April 03, 2017  •  Leave a Comment

In the last few months I've had the opportunity to visit the "remodeled" Peterson Automotive  Museum in Los Angeles twice.  They were showing a fabulous exhibit of beautiful Bugatti automobiles. I've always been quite taken by the style of a Bugatti ... particularly the older machines.

First a brief history direct from Wikipedia

Automobiles Ettore Bugatti was a French car manufacturer of high-performance automobiles founded in 1909 in the then German city of Molsheim Alasce by Italian-born Ettore Bugatti. Bugatti cars were known for their design beauty (Ettore Bugatti was from a family of artists and considered himself to be both an artist and constructor) and for their many race victories. Famous Bugattis include the Type 35 Grand Prix cars, the Type 41 "Royale", the Type 57 "Atlantic" and the Type 55 sports car.

The death of Ettore Bugatti in 1947 proved to be the end for the marque, and the death of his son Jean Bugatti in 1939 ensured there was not a successor to lead the factory. No more than about 8,000 cars were made. The company struggled financially, and released one last model in the 1950s, before eventually being purchased for its airplane parts business in the 1960s.

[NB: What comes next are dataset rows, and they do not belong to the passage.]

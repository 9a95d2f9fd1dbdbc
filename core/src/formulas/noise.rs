use crate::math::DecibelHelper;
use crate::prelude::{finite, require_non_negative, require_number, require_positive, FormulaResult};

/// Thermal noise density at 290 K, dBm/Hz.
pub const THERMAL_NOISE_DBM_PER_HZ: f64 = -174.0;

/// Reference temperature for noise figure, K.
pub const REFERENCE_TEMPERATURE_K: f64 = 290.0;

/// Receiver noise floor `−174 + 10·log10(B) + NF`, dBm.
pub fn noise_floor_dbm(bandwidth_hz: f64, noise_figure_db: f64) -> FormulaResult {
    let bandwidth_hz = require_positive("bandwidth_hz", bandwidth_hz)?;
    let noise_figure_db = require_number("noise_figure_db", noise_figure_db)?;
    let floor = THERMAL_NOISE_DBM_PER_HZ + DecibelHelper::power_db(bandwidth_hz) + noise_figure_db;
    finite("noise_floor_dbm", floor)
}

/// Minimum discernible signal with bandwidth in MHz, dBm.
pub fn mds_dbm(bandwidth_mhz: f64, noise_figure_db: f64) -> FormulaResult {
    let bandwidth_mhz = require_positive("bandwidth_mhz", bandwidth_mhz)?;
    let noise_figure_db = require_number("noise_figure_db", noise_figure_db)?;
    finite("mds_dbm", -114.0 + DecibelHelper::power_db(bandwidth_mhz) + noise_figure_db)
}

/// Effective noise temperature for a noise figure, K.
pub fn noise_temperature_k(noise_figure_db: f64) -> FormulaResult {
    let nf = require_non_negative("noise_figure_db", noise_figure_db)?;
    finite(
        "noise_temperature_k",
        REFERENCE_TEMPERATURE_K * (DecibelHelper::power_linear(nf) - 1.0),
    )
}

pub fn enob_from_sinad(sinad_db: f64) -> FormulaResult {
    let sinad_db = require_number("sinad_db", sinad_db)?;
    finite("enob_from_sinad", (sinad_db - 1.76) / 6.02)
}

pub fn sinad_from_enob(enob_bits: f64) -> FormulaResult {
    let enob_bits = require_number("enob_bits", enob_bits)?;
    finite("sinad_from_enob", enob_bits * 6.02 + 1.76)
}
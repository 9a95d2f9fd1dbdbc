use std::f64::consts::PI;

use serde::{Deserialize, Serialize};

use crate::formulas::noise::noise_floor_dbm;
use crate::formulas::propagation::fspl_db;
use crate::math::DecibelHelper;
use crate::prelude::{finite, require_non_negative, require_number, require_positive, FormulaResult};

/// Two-way monostatic radar equation, received power in dBm.
///
/// Gains are in dBi and `system_losses_db` is positive for a loss. The range
/// term is the fourth-power law `40·log10(R_m)`.
pub fn radar_received_power_dbm(
    tx_power_w: f64,
    tx_gain_dbi: f64,
    rx_gain_dbi: f64,
    wavelength_m: f64,
    rcs_m2: f64,
    range_km: f64,
    system_losses_db: f64,
) -> FormulaResult {
    let tx_power_w = require_positive("tx_power_w", tx_power_w)?;
    let wavelength_m = require_positive("wavelength_m", wavelength_m)?;
    let rcs_m2 = require_positive("rcs_m2", rcs_m2)?;
    let range_km = require_positive("range_km", range_km)?;
    let tx_gain_dbi = require_number("tx_gain_dbi", tx_gain_dbi)?;
    let rx_gain_dbi = require_number("rx_gain_dbi", rx_gain_dbi)?;
    let system_losses_db = require_number("system_losses_db", system_losses_db)?;

    let geometric_db = DecibelHelper::field_db(wavelength_m / (4.0 * PI));
    let range_db = 40.0 * (range_km * 1000.0).log10();
    let power = DecibelHelper::watts_to_dbm(tx_power_w)
        + tx_gain_dbi
        + rx_gain_dbi
        + geometric_db
        + DecibelHelper::power_db(rcs_m2)
        - range_db
        - system_losses_db;
    finite("radar_received_power_dbm", power)
}

/// Effective isotropic radiated power, dBm.
pub fn eirp_dbm(tx_power_w: f64, tx_gain_dbi: f64) -> FormulaResult {
    let tx_power_w = require_positive("tx_power_w", tx_power_w)?;
    let tx_gain_dbi = require_number("tx_gain_dbi", tx_gain_dbi)?;
    finite("eirp_dbm", DecibelHelper::watts_to_dbm(tx_power_w) + tx_gain_dbi)
}

/// One-way link budget (warning receivers, secondary radar), dBm.
pub fn one_way_received_power_dbm(
    tx_power_w: f64,
    tx_gain_dbi: f64,
    rx_gain_dbi: f64,
    range_km: f64,
    freq_ghz: f64,
    losses_db: f64,
) -> FormulaResult {
    let tx_power_w = require_positive("tx_power_w", tx_power_w)?;
    let rx_gain_dbi = require_number("rx_gain_dbi", rx_gain_dbi)?;
    let losses_db = require_number("losses_db", losses_db)?;
    let path_loss = fspl_db(range_km, freq_ghz)?;
    let eirp = eirp_dbm(tx_power_w, tx_gain_dbi)?;
    finite("one_way_received_power_dbm", eirp + rx_gain_dbi - path_loss - losses_db)
}

/// Received power, noise floor and margin for a two-way radar link.
#[derive(Debug, Clone, Copy, PartialEq, Serialize)]
pub struct LinkBudget {
    pub received_power_dbm: f64,
    pub noise_floor_dbm: f64,
    pub snr_db: f64,
    pub margin_db: f64,
}

impl LinkBudget {
    pub fn meets_requirement(&self) -> bool {
        self.margin_db >= 0.0
    }
}

/// Inputs of the two-way link budget, grouped because the budget combines
/// the radar equation with the receiver noise floor.
#[derive(Debug, Clone, Copy, PartialEq, Serialize, Deserialize)]
pub struct RadarLink {
    pub tx_power_w: f64,
    pub tx_gain_dbi: f64,
    pub rx_gain_dbi: f64,
    pub freq_ghz: f64,
    pub rcs_m2: f64,
    pub range_km: f64,
    pub losses_db: f64,
    pub bandwidth_mhz: f64,
    pub noise_figure_db: f64,
    pub required_snr_db: f64,
}

pub fn radar_link_budget(link: &RadarLink) -> FormulaResult<LinkBudget> {
    let wavelength = crate::formulas::wavelength_m(link.freq_ghz)?;
    let received_power_dbm = radar_received_power_dbm(
        link.tx_power_w,
        link.tx_gain_dbi,
        link.rx_gain_dbi,
        wavelength,
        link.rcs_m2,
        link.range_km,
        link.losses_db,
    )?;
    let bandwidth_mhz = require_positive("bandwidth_mhz", link.bandwidth_mhz)?;
    let noise_floor_dbm = noise_floor_dbm(bandwidth_mhz * 1e6, link.noise_figure_db)?;
    let required = require_number("required_snr_db", link.required_snr_db)?;
    let snr_db = received_power_dbm - noise_floor_dbm;
    Ok(LinkBudget {
        received_power_dbm,
        noise_floor_dbm,
        snr_db,
        margin_db: finite("link_margin_db", snr_db - required)?,
    })
}

/// Relative weather-radar return in dB, without calibration constants.
///
/// Volume targets fill the pulse volume, so only a `20·log10(R)` range loss
/// applies. `reflectivity_mm6_m3` is the reflectivity factor Z.
pub fn weather_return_score_db(
    tx_power_w: f64,
    gain_dbi: f64,
    wavelength_m: f64,
    reflectivity_mm6_m3: f64,
    range_km: f64,
    attenuation_db_per_km: f64,
    misc_loss_db: f64,
) -> FormulaResult {
    let tx_power_w = require_positive("tx_power_w", tx_power_w)?;
    let gain_dbi = require_number("gain_dbi", gain_dbi)?;
    let wavelength_m = require_positive("wavelength_m", wavelength_m)?;
    let z = require_positive("reflectivity_mm6_m3", reflectivity_mm6_m3)?;
    let range_km = require_positive("range_km", range_km)?;
    let attenuation = require_non_negative("attenuation_db_per_km", attenuation_db_per_km)?;
    let misc = require_non_negative("misc_loss_db", misc_loss_db)?;

    let score = DecibelHelper::watts_to_dbm(tx_power_w)
        + 2.0 * gain_dbi
        + DecibelHelper::field_db(wavelength_m)
        + DecibelHelper::power_db(z)
        - DecibelHelper::field_db(range_km * 1000.0)
        - (attenuation * range_km + misc);
    finite("weather_return_score_db", score)
}
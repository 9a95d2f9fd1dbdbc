//! Radar and electronic-warfare formula library with an antenna pattern
//! synthesizer.
//!
//! Formulas live under [`formulas`] as plain functions returning
//! [`FormulaResult`]; [`catalog`] exposes them by name for hosts that drive
//! evaluations from configuration. [`pattern`] produces normalized 3D gain
//! grids for the supported antenna archetypes.

pub mod catalog;
pub mod formulas;
pub mod math;
pub mod pattern;
pub mod prelude;
pub mod telemetry;

pub use catalog::{Evaluation, FormulaRequest};
pub use prelude::{DomainError, FormulaResult};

In the 1990s, an Italian entrepreneur revived it as a builder of limited production exclusive sports cars. Today, the name is owned by German automobile manufacturing group Volkswagen.

 

Photograph 1: The Bugatti Symbol found on every Bugatti:

 

Photograph 2: This picture is of a Bugatti shell hanging from the museum's ceiling in the lobby:

 

Photograph 3: The hood of the shell shown above:

 

Photograph 4: The top of the radiator of an older Bugatti:

 

Photograph 5: My favorite Bugatti of the show ... called the Jean.

 

Photograph 6: The sloping rear of the Jean

 

Photograph 7: Side view of a 1994 Bugatti:

 

Photograph 8: Carbon fiber panels replacing metal on the newest, hottest Bugatti:

 

I hope you enjoyed this brief look at one of the  major marquee's in European Automobiles.